* Record extracts

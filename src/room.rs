use std::collections::{BTreeMap, BTreeSet, HashMap};
use std::fmt;
use std::sync::Arc;

use chrono::{DateTime, Utc};
use parking_lot::Mutex;
use serde::Serialize;

use crate::relay::PublishedTrack;
use crate::session::{ConnectionState, PeerSession};
use crate::transport::MediaKind;

/// Peer identity inside a room (the username).
pub type PeerId = String;

/// Identifies one relay binding so a finished relay task can only remove the
/// entry it created.
pub type BindingId = u64;

// ---------------------------------------------------------------------------
// Role
// ---------------------------------------------------------------------------

/// Per-member role tag.  The room's host is the member holding `Publisher`.
#[derive(Debug, Clone, Copy, PartialEq, Eq, Serialize)]
#[serde(rename_all = "lowercase")]
pub enum Role {
    Publisher,
    Subscriber,
}

impl Role {
    pub fn as_str(&self) -> &'static str {
        match self {
            Self::Publisher => "publisher",
            Self::Subscriber => "subscriber",
        }
    }
}

// ---------------------------------------------------------------------------
// TrackKey
// ---------------------------------------------------------------------------

/// (publisher peer id, source track id).
#[derive(Debug, Clone, PartialEq, Eq, PartialOrd, Ord, Hash, Serialize)]
pub struct TrackKey {
    pub publisher: PeerId,
    pub track_id: String,
}

impl TrackKey {
    pub fn new(publisher: impl Into<String>, track_id: impl Into<String>) -> Self {
        Self {
            publisher: publisher.into(),
            track_id: track_id.into(),
        }
    }
}

impl fmt::Display for TrackKey {
    fn fmt(&self, f: &mut fmt::Formatter<'_>) -> fmt::Result {
        write!(f, "{}/{}", self.publisher, self.track_id)
    }
}

// ---------------------------------------------------------------------------
// Room
// ---------------------------------------------------------------------------

struct Member {
    session: Arc<PeerSession>,
    role: Role,
}

#[derive(Default)]
struct RoomState {
    /// Current publisher, or `None` when the room is publisher-less.
    host: Option<PeerId>,
    /// Set once the reserved host (the creator) has actually joined.
    host_claimed: bool,
    members: HashMap<PeerId, Member>,
    published: HashMap<TrackKey, Arc<PublishedTrack>>,
    bindings: HashMap<TrackKey, HashMap<PeerId, BindingId>>,
    next_binding: BindingId,
    closed: bool,
}

/// A set of peer sessions sharing one media topology.
///
/// All state sits behind a single lock that is only held for in-memory
/// mutation, never across an `.await`.
pub struct Room {
    id: String,
    creator: String,
    created_at: DateTime<Utc>,
    state: Mutex<RoomState>,
}

/// The room was deleted; no new members are accepted.
#[derive(Debug, Clone, Copy, PartialEq, Eq)]
pub struct RoomClosed;

/// Everything a departing member leaves behind.
pub struct Departure {
    pub session: Arc<PeerSession>,
    pub role: Role,
    pub was_host: bool,
    /// Tracks the member was publishing, already removed from the room.
    pub withdrawn: Vec<Arc<PublishedTrack>>,
}

/// Result of removing a single binding.
#[derive(Debug, Clone, Copy, PartialEq, Eq)]
pub enum Unbound {
    /// The binding was already gone or had been replaced.
    Stale,
    /// Removed; `last` is true when no subscriber remains on that track.
    Removed { last: bool },
}

impl Room {
    /// Create a room with `creator` reserved as host.
    pub fn new(id: impl Into<String>, creator: impl Into<String>) -> Self {
        let creator = creator.into();
        Self {
            id: id.into(),
            state: Mutex::new(RoomState {
                host: Some(creator.clone()),
                ..Default::default()
            }),
            creator,
            created_at: Utc::now(),
        }
    }

    pub fn id(&self) -> &str {
        &self.id
    }

    pub fn creator(&self) -> &str {
        &self.creator
    }

    pub fn host(&self) -> Option<PeerId> {
        self.state.lock().host.clone()
    }

    pub fn is_closed(&self) -> bool {
        self.state.lock().closed
    }

    // ── Membership ──────────────────────────────────────────────────────

    /// Add a member.  A session already registered under the same peer id is
    /// evicted and returned; the host role survives such a replacement.
    pub fn add_peer(&self, session: Arc<PeerSession>) -> Result<Option<Departure>, RoomClosed> {
        let mut state = self.state.lock();
        if state.closed {
            return Err(RoomClosed);
        }

        let peer_id = session.peer_id().to_string();
        let is_host = state.host.as_deref() == Some(peer_id.as_str());
        let replaced = if state.members.contains_key(&peer_id) {
            evict(&mut state, &peer_id, is_host)
        } else {
            None
        };

        let role = if is_host {
            state.host_claimed = true;
            Role::Publisher
        } else {
            Role::Subscriber
        };
        state.members.insert(peer_id, Member { session, role });
        Ok(replaced)
    }

    /// Remove `session` if it is still the registered member for its peer id.
    /// Returns `None` when it was already removed or replaced.
    pub fn remove_session(&self, session: &PeerSession) -> Option<Departure> {
        let mut state = self.state.lock();
        let current = state.members.get(session.peer_id())?;
        if current.session.session_id() != session.session_id() {
            return None;
        }
        evict(&mut state, session.peer_id(), false)
    }

    /// Remove whichever session is registered under `peer_id`.
    #[cfg(test)]
    pub fn remove_peer(&self, peer_id: &str) -> Option<Departure> {
        evict(&mut self.state.lock(), peer_id, false)
    }

    pub fn role_of(&self, peer_id: &str) -> Option<Role> {
        self.state.lock().members.get(peer_id).map(|m| m.role)
    }

    pub fn session(&self, peer_id: &str) -> Option<Arc<PeerSession>> {
        self.state
            .lock()
            .members
            .get(peer_id)
            .map(|m| Arc::clone(&m.session))
    }

    pub fn sessions(&self) -> Vec<Arc<PeerSession>> {
        self.state
            .lock()
            .members
            .values()
            .map(|m| Arc::clone(&m.session))
            .collect()
    }

    pub fn peer_ids(&self) -> Vec<PeerId> {
        let mut ids: Vec<PeerId> = self.state.lock().members.keys().cloned().collect();
        ids.sort();
        ids
    }

    /// Mark the room closed and cancel every member session.  Each session's
    /// own loop then runs its teardown.
    pub fn shutdown(&self) -> Vec<Arc<PeerSession>> {
        let sessions: Vec<Arc<PeerSession>> = {
            let mut state = self.state.lock();
            state.closed = true;
            state.members.values().map(|m| Arc::clone(&m.session)).collect()
        };
        for session in &sessions {
            session.shutdown();
        }
        sessions
    }

    // ── Published tracks ────────────────────────────────────────────────

    /// Register an inbound track.  Only a current `Publisher` may publish,
    /// and a key is published at most once.
    pub fn publish(&self, track: Arc<PublishedTrack>) -> bool {
        let mut state = self.state.lock();
        let is_publisher = matches!(
            state.members.get(&track.key.publisher),
            Some(Member { role: Role::Publisher, .. })
        );
        if !is_publisher || state.published.contains_key(&track.key) {
            return false;
        }
        state.published.insert(track.key.clone(), track);
        true
    }

    /// Withdraw `track` and every binding on it.  Returns false if this exact
    /// track was no longer published.
    pub fn unpublish(&self, track: &Arc<PublishedTrack>) -> bool {
        let mut state = self.state.lock();
        match state.published.get(&track.key) {
            Some(current) if Arc::ptr_eq(current, track) => {
                state.published.remove(&track.key);
                state.bindings.remove(&track.key);
                true
            }
            _ => false,
        }
    }

    pub fn published_track(&self, key: &TrackKey) -> Option<Arc<PublishedTrack>> {
        self.state.lock().published.get(key).cloned()
    }

    pub fn published_keys(&self) -> BTreeSet<TrackKey> {
        self.state.lock().published.keys().cloned().collect()
    }

    // ── Bindings ────────────────────────────────────────────────────────

    /// Tracks `subscriber` should currently be receiving: everything
    /// published by another member holding the publisher role.
    pub fn desired_bindings(&self, subscriber: &str) -> BTreeSet<TrackKey> {
        let state = self.state.lock();
        if !state.members.contains_key(subscriber) {
            return BTreeSet::new();
        }
        state
            .published
            .keys()
            .filter(|key| key.publisher != subscriber)
            .filter(|key| {
                matches!(
                    state.members.get(&key.publisher),
                    Some(Member { role: Role::Publisher, .. })
                )
            })
            .cloned()
            .collect()
    }

    /// Record that `subscriber` now receives `key`.  Fails when the binding is
    /// no longer wanted by the time it is created, or when `subscriber` has
    /// been replaced by a newer session for the same peer.
    pub fn bind(&self, key: &TrackKey, subscriber: &PeerSession) -> Option<BindingId> {
        let mut state = self.state.lock();
        let peer_id = subscriber.peer_id();
        let is_member = state
            .members
            .get(peer_id)
            .is_some_and(|m| m.session.session_id() == subscriber.session_id());
        let valid = is_member
            && key.publisher != peer_id
            && state.published.contains_key(key)
            && state.host.as_deref() == Some(key.publisher.as_str());
        if !valid {
            return None;
        }
        state.next_binding += 1;
        let id = state.next_binding;
        state
            .bindings
            .entry(key.clone())
            .or_default()
            .insert(peer_id.to_string(), id);
        Some(id)
    }

    /// Remove a binding, but only if it is still the one identified by `id`.
    pub fn unbind(&self, key: &TrackKey, subscriber: &str, id: BindingId) -> Unbound {
        let mut state = self.state.lock();
        let Some(subscribers) = state.bindings.get_mut(key) else {
            return Unbound::Stale;
        };
        if subscribers.get(subscriber) != Some(&id) {
            return Unbound::Stale;
        }
        subscribers.remove(subscriber);
        let last = subscribers.is_empty();
        if last {
            state.bindings.remove(key);
        }
        Unbound::Removed { last }
    }

    /// Snapshot of every live binding.
    pub fn bindings(&self) -> BTreeMap<TrackKey, BTreeSet<PeerId>> {
        self.state
            .lock()
            .bindings
            .iter()
            .filter(|(_, subs)| !subs.is_empty())
            .map(|(key, subs)| (key.clone(), subs.keys().cloned().collect()))
            .collect()
    }

    /// `host` is empty, a current member, or the creator's reservation that
    /// has not been claimed yet.
    pub fn host_is_consistent(&self) -> bool {
        let state = self.state.lock();
        match state.host.as_deref() {
            None => true,
            Some(host) if state.members.contains_key(host) => true,
            Some(host) => !state.host_claimed && host == self.creator,
        }
    }

    // ── Summary ─────────────────────────────────────────────────────────

    pub fn info(&self) -> RoomInfo {
        let state = self.state.lock();

        let mut peers: Vec<PeerInfo> = state
            .members
            .iter()
            .map(|(peer_id, m)| PeerInfo {
                peer_id: peer_id.clone(),
                role: m.role,
                state: m.session.state(),
            })
            .collect();
        peers.sort_by(|a, b| a.peer_id.cmp(&b.peer_id));

        let mut tracks: Vec<TrackInfo> = state
            .published
            .values()
            .map(|t| TrackInfo {
                publisher: t.key.publisher.clone(),
                track_id: t.key.track_id.clone(),
                kind: t.kind,
            })
            .collect();
        tracks.sort_by(|a, b| (&a.publisher, &a.track_id).cmp(&(&b.publisher, &b.track_id)));

        let mut bindings: Vec<BindingInfo> = state
            .bindings
            .iter()
            .filter(|(_, subs)| !subs.is_empty())
            .map(|(key, subs)| {
                let mut subscribers: Vec<PeerId> = subs.keys().cloned().collect();
                subscribers.sort();
                BindingInfo {
                    publisher: key.publisher.clone(),
                    track_id: key.track_id.clone(),
                    subscribers,
                }
            })
            .collect();
        bindings.sort_by(|a, b| (&a.publisher, &a.track_id).cmp(&(&b.publisher, &b.track_id)));

        RoomInfo {
            id: self.id.clone(),
            creator: self.creator.clone(),
            host: state.host.clone(),
            created_at: self.created_at,
            peers,
            tracks,
            bindings,
        }
    }
}

/// Remove `peer_id` and everything hanging off it.  With `keep_host` the
/// host field is left pointing at the peer id (replacement in progress).
fn evict(state: &mut RoomState, peer_id: &str, keep_host: bool) -> Option<Departure> {
    let member = state.members.remove(peer_id)?;

    let was_host = state.host.as_deref() == Some(peer_id);
    if was_host && !keep_host {
        state.host = None;
    }

    let withdrawn_keys: Vec<TrackKey> = state
        .published
        .keys()
        .filter(|key| key.publisher == peer_id)
        .cloned()
        .collect();
    let mut withdrawn = Vec::with_capacity(withdrawn_keys.len());
    for key in withdrawn_keys {
        state.bindings.remove(&key);
        if let Some(track) = state.published.remove(&key) {
            withdrawn.push(track);
        }
    }

    for subscribers in state.bindings.values_mut() {
        subscribers.remove(peer_id);
    }
    state.bindings.retain(|_, subs| !subs.is_empty());

    Some(Departure {
        session: member.session,
        role: member.role,
        was_host: was_host && !keep_host,
        withdrawn,
    })
}

// ---------------------------------------------------------------------------
// Serialisable summaries
// ---------------------------------------------------------------------------

#[derive(Debug, Clone, Serialize)]
pub struct RoomInfo {
    pub id: String,
    pub creator: String,
    pub host: Option<String>,
    pub created_at: DateTime<Utc>,
    pub peers: Vec<PeerInfo>,
    pub tracks: Vec<TrackInfo>,
    pub bindings: Vec<BindingInfo>,
}

#[derive(Debug, Clone, Serialize)]
pub struct PeerInfo {
    pub peer_id: String,
    pub role: Role,
    pub state: ConnectionState,
}

#[derive(Debug, Clone, Serialize)]
pub struct TrackInfo {
    pub publisher: String,
    pub track_id: String,
    pub kind: MediaKind,
}

#[derive(Debug, Clone, Serialize)]
pub struct BindingInfo {
    pub publisher: String,
    pub track_id: String,
    pub subscribers: Vec<String>,
}

// ---------------------------------------------------------------------------
// Tests
// ---------------------------------------------------------------------------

* Problem description
Using the listing above, gather each line that holds the string "been" and copy it.

* Written response
    /// The binding was already gone or had been replaced.
    /// been replaced by a newer session for the same peer.
    /// has not been claimed yet.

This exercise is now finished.